Va in scena la protesta dei bus turistici

Bruno Cirelli
Dicembre 6, 2017

All'origine della mobilitazione ci sarebbe, come detto, la delibera d'istituzione delle zone a traffico limitato per i bus e il nuovo regolamento per l'accesso e la circolazione degli autobus turistici che prevede di rendere off-limits il centro per i torpedoni. A quanto si apprende, tra i 50 e i 60 pullman circolano tra la piazza piu' centrale della Capitale e le vie limitrofe, producendo ripercussioni sul traffico della zona e del centro storico, con disagi a cascata sul lungotevere. Restano fuori dal divieto i mezzi i mezzi che trasportano scolaresche o servono alberghi con un numero di stanze pari o superiori a 40. Salvaguardiamo così il patrimonio artistico e architettonico della città.

Per l'accesso nella ZTL B, area interna alla Ztl Vam, arrivano i carnet. Il regolamento del 2014, secondo il Campidoglio, prevedeva abbonamenti annuali irrisori: un operatore pagava fino a 2.300 euro l'anno per entrare in centro ogni giorno quante volte voleva. "Gli stalli di lunga sosta sono stati inquadrati in aree periferiche in corrispondenza di nodi metro-ferroviari, al fine di favorire l'inter-modalità". Con queste nuove regole andiamo a cancellare quest'anomalia - ha spiegato -. L'obiettivo: "Ridurre drasticamente il traffico dei bus turistici". I pacchetti saranno da 300, 200, 100 e 50 accessi quotidiani senza aumento della attuali tariffe, come assicurato dal presidente della Commissione Mobilità, Enrico Stefàno. Scompaiono infatti le due zone di sosta breve in via del Teatro di Marcello ed in via Milano, così come lo stallo di San Gregorio nell'area del Colosseo, ma contestualmente vengono aumentete le zone di sosta per gli autobus nelle Ztl A e B, anche a ridosso del centro storico.

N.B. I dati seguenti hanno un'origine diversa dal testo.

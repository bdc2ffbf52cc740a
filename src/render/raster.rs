use kurbo::{BezPath, Shape};
use tracing::trace;

use crate::foundation::core::{Resolution, Rgba8};
use crate::foundation::error::{MotionError, MotionResult};
use crate::render::frame::FrameRGBA;

const STROKE_TOLERANCE: f64 = 0.1;
const SHAPE_TOLERANCE: f64 = 0.1;

/// One filled path in device pixels.
#[derive(Clone, Debug)]
pub struct PathFill {
    pub path: BezPath,
    pub color: Rgba8,
}

impl PathFill {
    pub fn new(path: BezPath, color: Rgba8) -> Self {
        Self { path, color }
    }

    pub fn shape(shape: &impl Shape, color: Rgba8) -> Self {
        Self::new(shape.to_path(SHAPE_TOLERANCE), color)
    }

    /// Outline of `path` stroked with `width` pixels, as a fillable path.
    pub fn stroke(path: &BezPath, width: f64, color: Rgba8) -> Self {
        let style = kurbo::Stroke::new(width.max(0.0));
        let outline = kurbo::stroke(
            path.iter(),
            &style,
            &kurbo::StrokeOpts::default(),
            STROKE_TOLERANCE,
        );
        Self::new(outline, color)
    }
}

/// Fill `fills` in order onto a transparent canvas.
pub fn rasterize(res: Resolution, fills: &[PathFill]) -> MotionResult<FrameRGBA> {
    let (w, h) = dims_u16(res)?;
    if fills.is_empty() {
        return Ok(FrameRGBA::transparent(res));
    }

    let mut ctx = vello_cpu::RenderContext::new(w, h);
    ctx.reset();
    ctx.set_transform(vello_cpu::kurbo::Affine::IDENTITY);
    for fill in fills {
        if fill.color[3] == 0 {
            continue;
        }
        let [r, g, b, a] = fill.color;
        ctx.set_paint(vello_cpu::peniko::Color::from_rgba8(r, g, b, a));
        ctx.fill_path(&bezpath_to_cpu(&fill.path));
    }
    ctx.flush();

    let mut pixmap = vello_cpu::Pixmap::new(w, h);
    ctx.render_to_pixmap(&mut pixmap);
    trace!(fills = fills.len(), width = w, height = h, "rasterized paths");
    FrameRGBA::from_premul_bytes(res, pixmap.data_as_u8_slice().to_vec())
}

fn dims_u16(res: Resolution) -> MotionResult<(u16, u16)> {
    let w: u16 = res
        .width
        .try_into()
        .map_err(|_| MotionError::render("canvas width exceeds u16"))?;
    let h: u16 = res
        .height
        .try_into()
        .map_err(|_| MotionError::render("canvas height exceeds u16"))?;
    Ok((w, h))
}

fn bezpath_to_cpu(path: &BezPath) -> vello_cpu::kurbo::BezPath {
    use kurbo::PathEl;

    let mut out = vello_cpu::kurbo::BezPath::new();
    for &el in path.elements() {
        match el {
            PathEl::MoveTo(p) => out.move_to(point_to_cpu(p)),
            PathEl::LineTo(p) => out.line_to(point_to_cpu(p)),
            PathEl::QuadTo(p1, p2) => out.quad_to(point_to_cpu(p1), point_to_cpu(p2)),
            PathEl::CurveTo(p1, p2, p3) => {
                out.curve_to(point_to_cpu(p1), point_to_cpu(p2), point_to_cpu(p3))
            }
            PathEl::ClosePath => out.close_path(),
        }
    }
    out
}

fn point_to_cpu(p: kurbo::Point) -> vello_cpu::kurbo::Point {
    vello_cpu::kurbo::Point::new(p.x, p.y)
}

#[cfg(test)]
#[path = "../../tests/unit/render/raster.rs"]
mod tests;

In generale, diminuiscono le aree sosta che da 26 diventano 18 (si dirà addio a quelle di via di San Gregorio e del Traforo) ma aumentano gli stalli per la sosta media (saranno 53) che durerà 3 ore e non più 2 ore. "A differenza del passato, l'accesso contingentato nell'area del Vaticano sarà valido tutti i giorni - hanno sottolineato, infine, dal Campidoglio - e anche il transito nell'area intorno al Colosseo richiederà una prenotazione anticipata e quindi sarà limitato". riproduzione riservata ®. Dal 1 gennaio 2018 circa 300 aziende che si occupano di trasporto collettivo saranno costrette a chiudere. Contro il quale ricorrere al Tar un minuto dopo l'approvazione in Assemblea Capitolina. Il motivo è da ricercarsi nel vergognoso provvedimento definito piano pullman. Non solo: "denunceremo in Corte dei Conti, per danno erariale, uno per uno tutti i consiglieri che lo voteranno positivamente".